Symptoms: The most common sign is pale yellow discolouring and wilting of young leaves. In mature leaves the upper side of the leaf becomes bronze.

13.   Copper

Symptoms: The leaves are curled and petioles bend downwards

Recently matured leaves show netted, green veining with areas bleached to a whitish    gray. The leaves tend to bend downwards with brown spots.

Suitable fertiliser application of each element


 



Suitable fertilizer application of each element

COPPER – Cu
 
http://www.spectrumanalytic.com/support/library/ff/Cu_Basics.htm
ZINC – Zn
http://www.soils.wisc.edu/extension/pubs/A2528.pdf
 
BORON – B

http://www.soils.wisc.edu/extension/pubs/A2522.pdf
 

IRON – Fe
Fe-DTPA,
Fe-EDDHA,
Fe-EDTA.
Ferrous sulfate (FeSO4.2H2O)
 
MOLYBDENUM – Mo

http://www.spectrumanalytic.com/support/library/ff/Mo_Basics.htm
MANGANESE – Mn

http://www.spectrumanalytic.com/support/library/ff/Mn_Basics.htm
CHLORINE - Cl

http://www.spectrumanalytic.com/support/library/ff/Cl_Basics.htm
 
 

Toxicity symptom in spinach
 

COPPER – Cu

The two most common symptoms is undersized root growth and leaf chlorosis

 

ZINC – Zn

Chlorosis of the younger leaves which in extreme cases could result in the leaves turning red.

 

BORON – B

Spot-like, striped or blotchy yellowing on the leaves will occur

 

IRON – Fe

Dark green foliage, stunted top growth and root growth, as well as leaf bronzing which causes dark brown to purple spots on the foliage.

 

MOLYBDENUM – Mo

Marginal leaf scorch and abscission as found in typical salt damage.
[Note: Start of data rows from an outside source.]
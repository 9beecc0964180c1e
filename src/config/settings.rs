//! Configuration settings management
//!
//! This module handles loading the storage options from a configuration file
//! and environment variables, and validating them before first use.

use crate::error::{Result, StorageError};
use serde::{Deserialize, Serialize};
use std::collections::BTreeMap;
use std::path::{Path, PathBuf};
use std::time::Duration;

/// Default lifetime of generated read URLs
pub const DEFAULT_FILE_URL_EXPIRES: Duration = Duration::from_secs(24 * 60 * 60);

/// Longest accepted lifetime of generated read URLs (ten years)
pub const MAX_FILE_URL_EXPIRES: Duration = Duration::from_secs(10 * 365 * 24 * 60 * 60);

/// Default free-byte cap of the small buffer pool
pub const DEFAULT_MAX_SMALL_POOL_FREE_BYTES: u64 = 1_000_000;

/// Default free-byte cap of the large buffer pool
pub const DEFAULT_MAX_LARGE_POOL_FREE_BYTES: u64 = 10_000_000;

/// Connection options of one storage account
#[derive(Debug, Clone, Default, PartialEq, Eq, Serialize, Deserialize)]
pub struct AzureBlobStorageOptions {
    #[serde(default)]
    pub connection_string: String,
    /// Container used when an operation doesn't name one
    #[serde(default)]
    pub container_name: Option<String>,
    #[serde(default)]
    pub file_url_expires_secs: Option<u64>,
}

impl AzureBlobStorageOptions {
    pub fn new<S: Into<String>>(connection_string: S) -> Self {
        Self {
            connection_string: connection_string.into(),
            ..Default::default()
        }
    }

    pub fn with_container<S: Into<String>>(mut self, container_name: S) -> Self {
        self.container_name = Some(container_name.into());
        self
    }

    pub fn with_file_url_expires(mut self, expires: Duration) -> Self {
        self.file_url_expires_secs = Some(expires.as_secs());
        self
    }

    /// Lifetime of generated read URLs, one day unless configured
    pub fn file_url_expires(&self) -> Duration {
        self.file_url_expires_secs
            .map(Duration::from_secs)
            .unwrap_or(DEFAULT_FILE_URL_EXPIRES)
    }

    pub fn validate(&self) -> Result<()> {
        if self.connection_string.trim().is_empty() {
            return Err(StorageError::config("Connection string is required"));
        }

        if let Some(container) = &self.container_name {
            if container.trim().is_empty() {
                return Err(StorageError::config("Container name cannot be empty"));
            }
        }

        match self.file_url_expires_secs {
            Some(0) => {
                return Err(StorageError::config("File URL expiry must be greater than zero"));
            }
            Some(secs) if secs > MAX_FILE_URL_EXPIRES.as_secs() => {
                return Err(StorageError::config(format!(
                    "File URL expiry of {secs}s exceeds the maximum of {}s",
                    MAX_FILE_URL_EXPIRES.as_secs()
                )));
            }
            _ => {}
        }

        Ok(())
    }
}

/// Pool thresholds of the stream manager
#[derive(Debug, Clone, Copy, Default, PartialEq, Eq, Serialize, Deserialize)]
pub struct StreamManagerOptions {
    #[serde(default)]
    pub max_small_pool_free_bytes: Option<u64>,
    #[serde(default)]
    pub max_large_pool_free_bytes: Option<u64>,
}

impl StreamManagerOptions {
    pub fn small_pool_cap(&self) -> u64 {
        self.max_small_pool_free_bytes
            .unwrap_or(DEFAULT_MAX_SMALL_POOL_FREE_BYTES)
    }

    pub fn large_pool_cap(&self) -> u64 {
        self.max_large_pool_free_bytes
            .unwrap_or(DEFAULT_MAX_LARGE_POOL_FREE_BYTES)
    }
}

/// Complete process configuration
#[derive(Debug, Clone, Default, PartialEq, Eq, Serialize, Deserialize)]
pub struct Settings {
    #[serde(default)]
    pub azure_blob_storage: AzureBlobStorageOptions,
    #[serde(default)]
    pub stream_manager: StreamManagerOptions,
    /// Additional storage accounts keyed by registration name
    #[serde(default)]
    pub accounts: BTreeMap<String, AzureBlobStorageOptions>,
}

impl Settings {
    pub fn new() -> Self {
        Self::default()
    }

    /// Whether `[azure_blob_storage]` configures a default account
    pub fn has_default_account(&self) -> bool {
        self.azure_blob_storage != AzureBlobStorageOptions::default()
    }

    /// Options of the named account, or of the default account for `None`
    pub fn account_options(&self, name: Option<&str>) -> Result<&AzureBlobStorageOptions> {
        match name {
            Some(name) => self
                .accounts
                .get(name)
                .ok_or_else(|| StorageError::config(format!("No account named '{name}' configured"))),
            None if self.has_default_account() => Ok(&self.azure_blob_storage),
            None => Err(StorageError::config("No default storage account configured")),
        }
    }

    /// The default account may be left out when named accounts are configured
    pub fn validate(&self) -> Result<()> {
        if self.has_default_account() || self.accounts.is_empty() {
            self.azure_blob_storage.validate()?;
        }

        for (name, account) in &self.accounts {
            if name.trim().is_empty() {
                return Err(StorageError::config("Account name cannot be empty"));
            }
            account
                .validate()
                .map_err(|e| StorageError::config(format!("Account '{name}': {e}")))?;
        }

        Ok(())
    }

    pub fn get_config_path() -> Result<PathBuf> {
        #[cfg(any(target_os = "linux", target_os = "macos"))]
        {
            use std::env;
            let config_dir = if let Ok(xdg_config_home) = env::var("XDG_CONFIG_HOME") {
                PathBuf::from(xdg_config_home)
            } else {
                let home_dir = env::var("HOME")
                    .map_err(|_| StorageError::config("HOME environment variable not set"))?;
                PathBuf::from(home_dir).join(".config")
            };
            Ok(config_dir.join("azblob").join("azblob.toml"))
        }

        #[cfg(not(any(target_os = "linux", target_os = "macos")))]
        {
            let config_dir = dirs::config_dir()
                .ok_or_else(|| StorageError::config("Unable to determine config directory"))?;
            Ok(config_dir.join("azblob").join("azblob.toml"))
        }
    }

    pub fn load() -> Result<Self> {
        load_settings(None)
    }

    pub fn load_from(path: &Path) -> Result<Self> {
        load_settings(Some(path))
    }

    pub fn save(&self, path: &Path) -> Result<()> {
        save_settings(self, path)
    }
}

/// Load configuration from multiple sources with priority order:
/// 1. Environment variables
/// 2. Configuration file (explicit path, or the default location if present)
/// 3. Default values
pub fn load_settings(path: Option<&Path>) -> Result<Settings> {
    let mut settings = load_settings_no_validation(path)?;
    load_from_env(&mut settings);

    settings.validate()?;

    Ok(settings)
}

/// Load configuration without env overrides or validation
pub fn load_settings_no_validation(path: Option<&Path>) -> Result<Settings> {
    let mut builder = config::Config::builder();

    match path {
        Some(path) => {
            if !path.exists() {
                return Err(StorageError::config(format!(
                    "Configuration file '{}' not found",
                    path.display()
                )));
            }
            builder = builder.add_source(config::File::from(path).required(true));
        }
        None => {
            let default_path = Settings::get_config_path()?;
            builder = builder.add_source(config::File::from(default_path).required(false));
        }
    }

    let settings = builder.build()?.try_deserialize::<Settings>()?;
    Ok(settings)
}

pub fn load_from_env(settings: &mut Settings) {
    if let Ok(value) = std::env::var("AZURE_STORAGE_CONNECTION_STRING") {
        settings.azure_blob_storage.connection_string = value;
    }

    if let Ok(value) = std::env::var("AZURE_STORAGE_CONTAINER") {
        settings.azure_blob_storage.container_name = Some(value);
    }

    if let Ok(value) = std::env::var("AZURE_STORAGE_URL_EXPIRES_SECS") {
        if let Ok(seconds) = value.parse::<u64>() {
            settings.azure_blob_storage.file_url_expires_secs = Some(seconds);
        }
    }

    if let Ok(value) = std::env::var("MAX_SMALLPOOL_FREEBYTES") {
        if let Ok(bytes) = value.parse::<u64>() {
            settings.stream_manager.max_small_pool_free_bytes = Some(bytes);
        }
    }

    if let Ok(value) = std::env::var("MAX_LARGEPOOL_FREEBYTES") {
        if let Ok(bytes) = value.parse::<u64>() {
            settings.stream_manager.max_large_pool_free_bytes = Some(bytes);
        }
    }
}

pub fn save_settings(settings: &Settings, path: &Path) -> Result<()> {
    if let Some(parent) = path.parent() {
        std::fs::create_dir_all(parent)?;
    }

    let contents = toml::to_string_pretty(settings)
        .map_err(|e| StorageError::config(format!("Failed to serialize settings: {e}")))?;

    std::fs::write(path, contents)?;

    Ok(())
}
Yellowing or browning of leaves and depressed tillering.

 

MANGANESE – Mn

Chlorosis and necrotic lesions on old leaves, dark-brown or red necrotic spots

 

CHLORINE - Cl

Leaf margins are scorched and abscission is excessive. Leaf/leaflet size is reduced and may appear to be thickened. Overall plant growth is reduced. Chloride accumulation is higher in older tissue than in newly matured leaves. In conifers, the early symptoms are a yellow mottling of the needles, followed by the death of the affected needles.